Por isso, geralmente, são preferíveis bancos com espaço de Basileia para que, mesmo com um resultado negativo, o banco não acabe por ter necessidade de capitalização.
O Paraná Banco é conhecido por ter alta Basileia, chegou ao terceiro trimestre de 2022 com 22%.
A BRK Financeira, por sua vez, reportou Basileia de 0,5% antes da liquidação pelo BC, bem abaixo do mínimo necessário para evitar a liquidação (em torno de 10,5%).
Carteira D-H
Por fim, o Índice D-H também funciona apenas para bancos e mostra a qualidade da carteira de empréstimos.
A carteira dos bancos é ranqueada de acordo com a qualidade dos devedores.
Empréstimos de bons pagadores são ranqueados como A e quanto pior é a qualidade do devedor, mais ele cai no alfabeto indo para B, C, D, E, F, G e H.
As classificações incluem regras do BC a respeito de dias em atraso e afins.
Quanto pior a qualidade de crédito de uma carteira, ou seja, quanto maior o percentual da carteira D-H na carteira total, maior é a probabilidade de inadimplência daquela carteira e maior será o gasto com PDD, prejudicando seu lucro.
Bancos focados em empréstimos consignados costumam ter um percentual menor de carteira D-H, por outro lado, cobram menos spread dos seus devedores.
Já os bancos que fazem crédito rotativo de cartão de crédito costumam ter alta D-H, por outro lado, os spreads são maiores.

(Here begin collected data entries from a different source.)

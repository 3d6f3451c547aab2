use std::fmt;
use std::sync::Arc;
use std::thread;
use std::time::{Duration, Instant};

use parking_lot::{Condvar, Mutex};

/// 定时器到期时执行的一次性回调。
pub type TimerCallback = Box<dyn FnOnce() + Send + 'static>;

/// 可注入的定时器。
///
/// # 接口约束（What）
/// - `arm`：在 `delay` 之后执行 `callback` 恰好一次；
/// - 返回的 [`TimerGuard`] 被撤销或丢弃后，尚未执行的回调不得再执行，且实现应尽快释放为其保留的调度资源；
/// - 回调可能在任意线程执行，实现不得在持有自身锁的情况下调用回调。
pub trait Timer: Send + Sync + 'static {
    /// 武装一个定时器。
    fn arm(&self, delay: Duration, callback: TimerCallback) -> TimerGuard;
}

impl<T: Timer + ?Sized> Timer for Arc<T> {
    fn arm(&self, delay: Duration, callback: TimerCallback) -> TimerGuard {
        (**self).arm(delay, callback)
    }
}

/// 定时器的撤销句柄。
///
/// # 契约说明（What）
/// - 丢弃即撤销；显式调用 [`TimerGuard::cancel`] 与丢弃等价；
/// - 若回调已经执行，撤销为空操作。
#[must_use = "dropping a TimerGuard cancels the timer"]
pub struct TimerGuard {
    cancel: Option<Box<dyn FnOnce() + Send + 'static>>,
}

impl TimerGuard {
    /// 以撤销动作构造句柄。
    pub fn new(cancel: impl FnOnce() + Send + 'static) -> Self {
        Self {
            cancel: Some(Box::new(cancel)),
        }
    }

    /// 无需撤销动作的句柄。
    pub fn inert() -> Self {
        Self { cancel: None }
    }

    /// 撤销定时器。
    pub fn cancel(mut self) {
        self.run_cancel();
    }

    fn run_cancel(&mut self) {
        if let Some(cancel) = self.cancel.take() {
            cancel();
        }
    }
}

impl Drop for TimerGuard {
    fn drop(&mut self) {
        self.run_cancel();
    }
}

impl fmt::Debug for TimerGuard {
    fn fmt(&self, f: &mut fmt::Formatter<'_>) -> fmt::Result {
        f.debug_struct("TimerGuard")
            .field("armed", &self.cancel.is_some())
            .finish()
    }
}

/// 基于标准库线程实现的定时器。
///
/// # 设计动机（Why）
/// - 避免强依赖 Tokio 运行时，让默认构建即可使用超时；
/// - 交接发生在启动期，频率很低，可以容忍为每个带截止时间的等待者启动一个辅助线程。
///
/// # 契约说明（What）
/// - `arm` 启动后台线程，在条件变量上等待至截止时间；
/// - 撤销会唤醒后台线程使其立即退出，不会残留等待中的线程；
/// - 回调在后台线程执行。
#[derive(Clone, Debug, Default)]
pub struct ThreadTimer;

impl Timer for ThreadTimer {
    fn arm(&self, delay: Duration, callback: TimerCallback) -> TimerGuard {
        let state = ThreadTimerState::spawn(delay, callback);
        TimerGuard::new(move || state.cancel())
    }
}

/// 截止时刻；超出 `Instant` 可表示范围时视为永不到期。
fn deadline_after(delay: Duration) -> Option<Instant> {
    Instant::now().checked_add(delay)
}

struct ThreadTimerState {
    cancelled: Mutex<bool>,
    signal: Condvar,
}

impl ThreadTimerState {
    fn spawn(delay: Duration, callback: TimerCallback) -> Arc<Self> {
        let state = Arc::new(Self {
            cancelled: Mutex::new(false),
            signal: Condvar::new(),
        });
        let thread_state = Arc::clone(&state);
        thread::spawn(move || {
            if thread_state.wait_until(deadline_after(delay)) {
                callback();
            }
        });
        state
    }

    /// 等待至截止时间；返回 `true` 表示按时到期，`false` 表示被撤销。
    ///
    /// 截止时间为 `None` 时只等待撤销。
    fn wait_until(&self, deadline: Option<Instant>) -> bool {
        let mut cancelled = self.cancelled.lock();
        while !*cancelled {
            match deadline {
                Some(deadline) => {
                    if self.signal.wait_until(&mut cancelled, deadline).timed_out() {
                        break;
                    }
                }
                None => self.signal.wait(&mut cancelled),
            }
        }
        !*cancelled
    }

    fn cancel(&self) {
        *self.cancelled.lock() = true;
        self.signal.notify_one();
    }
}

É preciso que o banco seja remunerado pelos altos riscos incorridos, então olhar a D-H sozinha não faz sentido, mas sim olhá-la em um contexto de sustentabilidade do negócio.
Como eu falei inicialmente, a ideia não é me estender muito no assunto, pois daria um livro, mas sim dar um panorama do que olhamos na análise de crédito de uma empresa.
Se você se deparar com uma empresa ou um banco que foi recomendado a você, conseguirá, com esses índices, fugir de grandes "furadas".
Espero que tenha gostado.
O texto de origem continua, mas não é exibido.